## Recorded information

**********

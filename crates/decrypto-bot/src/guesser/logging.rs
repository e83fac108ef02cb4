use super::{Guess, Guesser};
use decrypto_core::vocab::WordIndex;
use tracing::{Level, event};

/// Truthy values (`1`, `true`, `on`) add the top candidates to every guess event.
pub const GUESS_DETAILS_ENV: &str = "DECRYPTO_GUESS_DETAILS";

pub(super) fn log_guess_decision(guesser: &Guesser, clue: &[WordIndex], guess: &Guess, policy: &str) {
    if !tracing::enabled!(Level::INFO) {
        return;
    }

    let clue_words: Vec<&str> = clue
        .iter()
        .filter_map(|index| guesser.vocabulary.word_at(*index))
        .collect();
    let telemetry = guesser.telemetry.as_ref();
    let has_run_metadata = telemetry.is_some();
    let run_id = telemetry.map(|meta| meta.run_id.as_str()).unwrap_or("");
    let round = telemetry.map(|meta| meta.round as i64).unwrap_or(-1);

    let (top_codes, top_scores): (Vec<String>, Vec<f64>) = if details_enabled() {
        guess
            .top
            .iter()
            .map(|(code, score)| (code.to_string(), *score))
            .unzip()
    } else {
        (Vec::new(), Vec::new())
    };

    event!(
        target: "decrypto_bot::guess",
        Level::INFO,
        has_run_metadata,
        run_id = %run_id,
        round,
        guesser = %guesser.name,
        policy,
        clue = ?clue_words,
        code = %guess.code,
        best_code = %guess.best_code,
        best_score = guess.best_score,
        margin = guess.margin.unwrap_or(0.0),
        candidate_count = guess.scores.len(),
        certain_slots = guess.metrics.certain_slots,
        max_support = guess.metrics.max_support,
        mean_entropy = guess.metrics.mean_entropy,
        top_codes = ?top_codes,
        top_scores = ?top_scores,
    );
}

pub(super) fn log_contradiction(guesser: &Guesser, slot: usize, word: WordIndex) {
    tracing::warn!(
        target: "decrypto_bot::reveal",
        guesser = %guesser.name,
        slot,
        word = guesser.vocabulary.word_at(word).unwrap_or("?"),
        reason = "no_probability_mass",
        message = "revealed clue contradicts belief; keeping prior"
    );
}

fn details_enabled() -> bool {
    std::env::var(GUESS_DETAILS_ENV)
        .map(|raw| matches!(raw.trim(), "1" | "true" | "TRUE" | "on" | "ON"))
        .unwrap_or(false)
}
use crate::error::DecodeError;
use serde::{Deserialize, Serialize};
use std::fmt;

/// An ordered selection of distinct keyword slots: clue `i` refers to slot `code[i]`.
#[derive(Debug, Clone, PartialEq, Eq, Hash, Serialize, Deserialize)]
pub struct Code(Vec<usize>);

impl Code {
    pub fn new(slots: Vec<usize>) -> Self {
        Self(slots)
    }

    pub fn slots(&self) -> &[usize] {
        &self.0
    }

    pub fn len(&self) -> usize {
        self.0.len()
    }

    pub fn is_empty(&self) -> bool {
        self.0.is_empty()
    }
}

impl From<&[usize]> for Code {
    fn from(slots: &[usize]) -> Self {
        Self(slots.to_vec())
    }
}

impl fmt::Display for Code {
    fn fmt(&self, f: &mut fmt::Formatter<'_>) -> fmt::Result {
        for (pos, slot) in self.0.iter().enumerate() {
            if pos > 0 {
                f.write_str("-")?;
            }
            write!(f, "{slot}")?;
        }
        Ok(())
    }
}

/// Every `code_length`-permutation of `0..slots`, in lexicographic order.
///
/// The enumeration order is the tie-breaking order for every decoder result, so it is
/// generated once and never reordered. Codes are stored flat, `code_length` entries each.
#[derive(Debug, Clone, PartialEq, Eq)]
pub struct CodeSpace {
    slots: usize,
    code_length: usize,
    flat: Vec<usize>,
}

impl CodeSpace {
    pub fn new(slots: usize, code_length: usize) -> Result<Self, DecodeError> {
        if code_length == 0 || slots < code_length {
            return Err(DecodeError::EmptyCodeSpace { slots, code_length });
        }

        let count = permutation_count(slots, code_length);
        let mut flat = Vec::with_capacity(count.saturating_mul(code_length));
        let mut prefix = Vec::with_capacity(code_length);
        let mut used = vec![false; slots];
        generate(slots, code_length, &mut prefix, &mut used, &mut flat);

        Ok(Self {
            slots,
            code_length,
            flat,
        })
    }

    pub fn slots(&self) -> usize {
        self.slots
    }

    pub fn code_length(&self) -> usize {
        self.code_length
    }

    pub fn len(&self) -> usize {
        self.flat.len() / self.code_length
    }

    pub fn is_empty(&self) -> bool {
        self.flat.is_empty()
    }

    pub fn get(&self, position: usize) -> Option<&[usize]> {
        let start = position.checked_mul(self.code_length)?;
        self.flat.get(start..start + self.code_length)
    }

    pub fn iter(&self) -> impl Iterator<Item = &[usize]> {
        self.flat.chunks_exact(self.code_length)
    }

    /// Enumeration index of `code`, if it belongs to this space.
    pub fn position_of(&self, code: &Code) -> Option<usize> {
        if code.len() != self.code_length {
            return None;
        }
        self.iter().position(|candidate| candidate == code.slots())
    }
}

/// Convenience wrapper returning owned codes in enumeration order.
pub fn enumerate_codes(slots: usize, code_length: usize) -> Result<Vec<Code>, DecodeError> {
    let space = CodeSpace::new(slots, code_length)?;
    Ok(space.iter().map(Code::from).collect())
}

fn permutation_count(slots: usize, code_length: usize) -> usize {
    ((slots - code_length + 1)..=slots).fold(1usize, |acc, factor| acc.saturating_mul(factor))
}

fn generate(
    slots: usize,
    code_length: usize,
    prefix: &mut Vec<usize>,
    used: &mut [bool],
    output: &mut Vec<usize>,
) {
    if prefix.len() == code_length {
        output.extend_from_slice(prefix);
        return;
    }

    for slot in 0..slots {
        if used[slot] {
            continue;
        }
        used[slot] = true;
        prefix.push(slot);
        generate(slots, code_length, prefix, used, output);
        prefix.pop();
        used[slot] = false;
    }
}

#[cfg(test)]
mod tests {
    use super::*;

    #[test]
    fn first_and_last_codes_are_lexicographic_extremes() {
        let space = CodeSpace::new(4, 3).expect("valid space");
        assert_eq!(space.len(), 24);
        assert_eq!(space.get(0), Some(&[0, 1, 2][..]));
        assert_eq!(space.get(1), Some(&[0, 1, 3][..]));
        assert_eq!(space.get(23), Some(&[3, 2, 1][..]));
        assert_eq!(space.get(24), None);
    }

    #[test]
    fn enumeration_is_strictly_increasing() {
        let space = CodeSpace::new(5, 3).expect("valid space");
        assert_eq!(space.len(), 60);
        let codes: Vec<&[usize]> = space.iter().collect();
        for pair in codes.windows(2) {
            assert!(pair[0] < pair[1], "{:?} !< {:?}", pair[0], pair[1]);
        }
    }

    #[test]
    fn codes_have_distinct_slots() {
        let space = CodeSpace::new(4, 4).expect("valid space");
        for code in space.iter() {
            let mut sorted = code.to_vec();
            sorted.sort_unstable();
            sorted.dedup();
            assert_eq!(sorted.len(), 4);
        }
    }

    #[test]
    fn rejects_short_slot_lists() {
        let err = CodeSpace::new(2, 3).expect_err("N < L");
        assert_eq!(
            err,
            DecodeError::EmptyCodeSpace {
                slots: 2,
                code_length: 3
            }
        );
        assert!(CodeSpace::new(3, 0).is_err());
    }

    #[test]
    fn position_of_round_trips() {
        let space = CodeSpace::new(4, 3).expect("valid space");
        let code = Code::new(vec![1, 3, 0]);
        let position = space.position_of(&code).expect("member");
        assert_eq!(space.get(position), Some(code.slots()));
        assert_eq!(space.position_of(&Code::new(vec![1, 1, 0])), None);
        assert_eq!(code.to_string(), "1-3-0");
    }

    #[test]
    fn owned_enumeration_matches_space() {
        let codes = enumerate_codes(3, 2).expect("valid");
        let expected: Vec<Code> = [[0, 1], [0, 2], [1, 0], [1, 2], [2, 0], [2, 1]]
            .iter()
            .map(|slots| Code::new(slots.to_vec()))
            .collect();
        assert_eq!(codes, expected);
    }
}
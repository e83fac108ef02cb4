use decrypto_core::belief::Belief;

/// Beliefs each slot held before every accepted reveal, oldest first.
#[derive(Debug, Clone, Default)]
pub struct BeliefHistory {
    slots: Vec<Vec<Belief>>,
}

impl BeliefHistory {
    pub fn new(slots: usize) -> Self {
        Self {
            slots: vec![Vec::new(); slots],
        }
    }

    pub(super) fn record(&mut self, slot: usize, prior: Belief) {
        if let Some(entries) = self.slots.get_mut(slot) {
            entries.push(prior);
        }
    }

    /// Replaced beliefs for `slot`; empty for slots never updated or out of range.
    pub fn replaced(&self, slot: usize) -> &[Belief] {
        self.slots.get(slot).map(Vec::as_slice).unwrap_or(&[])
    }

    pub fn updates(&self) -> usize {
        self.slots.iter().map(Vec::len).sum()
    }
}

#[cfg(test)]
mod tests {
    use super::*;

    #[test]
    fn records_per_slot() {
        let mut history = BeliefHistory::new(2);
        history.record(1, Belief::uniform(3));
        history.record(1, Belief::certain(0, 3));
        history.record(5, Belief::uniform(3));
        assert!(history.replaced(0).is_empty());
        assert_eq!(history.replaced(1).len(), 2);
        assert!(history.replaced(9).is_empty());
        assert_eq!(history.updates(), 2);
    }
}
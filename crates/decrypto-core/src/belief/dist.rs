//! Sparse log-probability distribution over vocabulary indices.

use crate::error::DecodeError;
use crate::logspace::{LOG_ZERO, clamp_log, is_log_zero, log_normalize};
use crate::vocab::WordIndex;
use serde::Serialize;

/// What is believed about the word behind one keyword slot.
///
/// The support is stored sorted by word index; every index outside it carries
/// [`LOG_ZERO`]. Beliefs are values: updates and compression return new beliefs.
#[derive(Debug, Clone, PartialEq, Serialize)]
pub struct Belief {
    vocabulary_size: usize,
    support: Vec<(WordIndex, f64)>,
}

impl Belief {
    /// Degenerate belief for a keyword known with certainty.
    pub fn certain(index: WordIndex, vocabulary_size: usize) -> Self {
        Self {
            vocabulary_size,
            support: vec![(index, 0.0)],
        }
    }

    /// Dense belief from one log-weight per vocabulary word.
    ///
    /// Weights need not be normalized; they are shifted so the mass sums to one.
    pub fn from_scores(scores: &[f64], vocabulary_size: usize) -> Result<Self, DecodeError> {
        if scores.len() != vocabulary_size {
            return Err(DecodeError::dimension(
                "belief scores",
                vocabulary_size,
                scores.len(),
            ));
        }
        let normalized = log_normalize(scores).ok_or(DecodeError::NoProbabilityMass {
            context: "belief scores",
        })?;
        Ok(Self {
            vocabulary_size,
            support: normalized.into_iter().enumerate().collect(),
        })
    }

    /// Equal mass on every vocabulary word.
    pub fn uniform(vocabulary_size: usize) -> Self {
        let log_p = -(vocabulary_size.max(1) as f64).ln();
        Self {
            vocabulary_size,
            support: (0..vocabulary_size).map(|index| (index, log_p)).collect(),
        }
    }

    /// Equal mass on `indices`, nothing elsewhere.
    pub fn uniform_over(
        indices: &[WordIndex],
        vocabulary_size: usize,
    ) -> Result<Self, DecodeError> {
        let log_p = -(indices.len().max(1) as f64).ln();
        Self::from_entries(
            indices.iter().map(|index| (*index, log_p)).collect(),
            vocabulary_size,
        )
    }

    /// Sparse belief from explicit `(index, log-probability)` pairs, stored as given.
    pub fn from_entries(
        mut entries: Vec<(WordIndex, f64)>,
        vocabulary_size: usize,
    ) -> Result<Self, DecodeError> {
        entries.sort_by_key(|(index, _)| *index);
        for pair in entries.windows(2) {
            if pair[0].0 == pair[1].0 {
                return Err(DecodeError::DuplicateSupportIndex { index: pair[0].0 });
            }
        }
        if let Some((index, _)) = entries.last()
            && *index >= vocabulary_size
        {
            return Err(DecodeError::dimension(
                "belief support index bound",
                vocabulary_size,
                *index + 1,
            ));
        }
        for entry in entries.iter_mut() {
            entry.1 = clamp_log(entry.1);
        }
        Ok(Self {
            vocabulary_size,
            support: entries,
        })
    }

    /// Internal constructor for already validated, index-sorted supports.
    pub(crate) fn from_sorted_support(
        support: Vec<(WordIndex, f64)>,
        vocabulary_size: usize,
    ) -> Self {
        debug_assert!(support.windows(2).all(|pair| pair[0].0 < pair[1].0));
        Self {
            vocabulary_size,
            support,
        }
    }

    pub fn vocabulary_size(&self) -> usize {
        self.vocabulary_size
    }

    pub fn support_len(&self) -> usize {
        self.support.len()
    }

    pub fn support(&self) -> &[(WordIndex, f64)] {
        &self.support
    }

    pub fn iter(&self) -> impl Iterator<Item = (WordIndex, f64)> + '_ {
        self.support.iter().copied()
    }

    pub fn is_certain(&self) -> bool {
        self.support.len() == 1 && self.support[0].1 == 0.0
    }

    /// Stored log-probability, or [`LOG_ZERO`] outside the support.
    pub fn log_probability_of(&self, index: WordIndex) -> f64 {
        match self.support.binary_search_by_key(&index, |(entry, _)| *entry) {
            Ok(position) => self.support[position].1,
            Err(_) => LOG_ZERO,
        }
    }

    /// Σ exp(log p) over the support; sentinel entries contribute exactly zero.
    pub fn total_mass(&self) -> f64 {
        self.support.iter().map(|(_, log_p)| log_p.exp()).sum()
    }

    /// Most probable index; ties resolve to the lower index.
    pub fn mode(&self) -> Option<WordIndex> {
        let mut best: Option<(WordIndex, f64)> = None;
        for &(index, log_p) in &self.support {
            if best.is_none_or(|(_, best_log_p)| log_p > best_log_p) {
                best = Some((index, log_p));
            }
        }
        best.map(|(index, _)| index)
    }

    /// Shannon entropy in nats over the stored support.
    pub fn entropy(&self) -> f64 {
        self.support
            .iter()
            .filter(|(_, log_p)| !is_log_zero(*log_p))
            .map(|(_, log_p)| -log_p.exp() * log_p)
            .sum()
    }
}

#[cfg(test)]
mod tests {
    use super::*;

    #[test]
    fn certain_belief_is_degenerate() {
        let belief = Belief::certain(2, 4);
        assert!(belief.is_certain());
        assert_eq!(belief.support_len(), 1);
        assert_eq!(belief.log_probability_of(2), 0.0);
        assert_eq!(belief.log_probability_of(0), LOG_ZERO);
        assert_eq!(belief.total_mass(), 1.0);
        assert_eq!(belief.entropy(), 0.0);
    }

    #[test]
    fn from_scores_normalizes_to_unit_mass() {
        let belief = Belief::from_scores(&[3.0, 1.0, 0.5, -2.0], 4).expect("valid");
        assert_eq!(belief.support_len(), 4);
        assert!((belief.total_mass() - 1.0).abs() < 1e-12);
        assert_eq!(belief.mode(), Some(0));
    }

    #[test]
    fn from_scores_checks_length_and_mass() {
        assert!(matches!(
            Belief::from_scores(&[0.0, 0.0], 3),
            Err(DecodeError::DimensionMismatch { .. })
        ));
        assert!(matches!(
            Belief::from_scores(&[LOG_ZERO, LOG_ZERO], 2),
            Err(DecodeError::NoProbabilityMass { .. })
        ));
    }

    #[test]
    fn uniform_beliefs_have_unit_mass() {
        let belief = Belief::uniform(8);
        assert!((belief.total_mass() - 1.0).abs() < 1e-12);
        assert!((belief.entropy() - (8.0f64).ln()).abs() < 1e-12);

        let partial = Belief::uniform_over(&[1, 5, 3], 8).expect("valid");
        assert_eq!(partial.support_len(), 3);
        assert!((partial.total_mass() - 1.0).abs() < 1e-12);
        assert_eq!(partial.log_probability_of(4), LOG_ZERO);
        assert_eq!(partial.mode(), Some(1));
    }

    #[test]
    fn from_entries_validates_support() {
        assert!(matches!(
            Belief::from_entries(vec![(1, -0.1), (1, -2.0)], 4),
            Err(DecodeError::DuplicateSupportIndex { index: 1 })
        ));
        assert!(matches!(
            Belief::from_entries(vec![(7, 0.0)], 4),
            Err(DecodeError::DimensionMismatch { .. })
        ));
        let belief = Belief::from_entries(vec![(3, -0.5), (0, -1.0)], 4).expect("valid");
        assert_eq!(belief.support(), &[(0, -1.0), (3, -0.5)]);
    }

    #[test]
    fn lookup_outside_support_is_sentinel() {
        let belief = Belief::from_entries(vec![(0, -0.2), (2, -1.7)], 5).expect("valid");
        assert_eq!(belief.log_probability_of(2), -1.7);
        assert_eq!(belief.log_probability_of(1), LOG_ZERO);
        assert_eq!(belief.log_probability_of(99), LOG_ZERO);
    }
}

**********

## Exercise aim
Show every line in the entries above that contains the string "Iterator".

## Result of this exercise
    pub fn iter(&self) -> impl Iterator<Item = &[usize]> {
    pub fn iter(&self) -> impl Iterator<Item = (WordIndex, f64)> + '_ {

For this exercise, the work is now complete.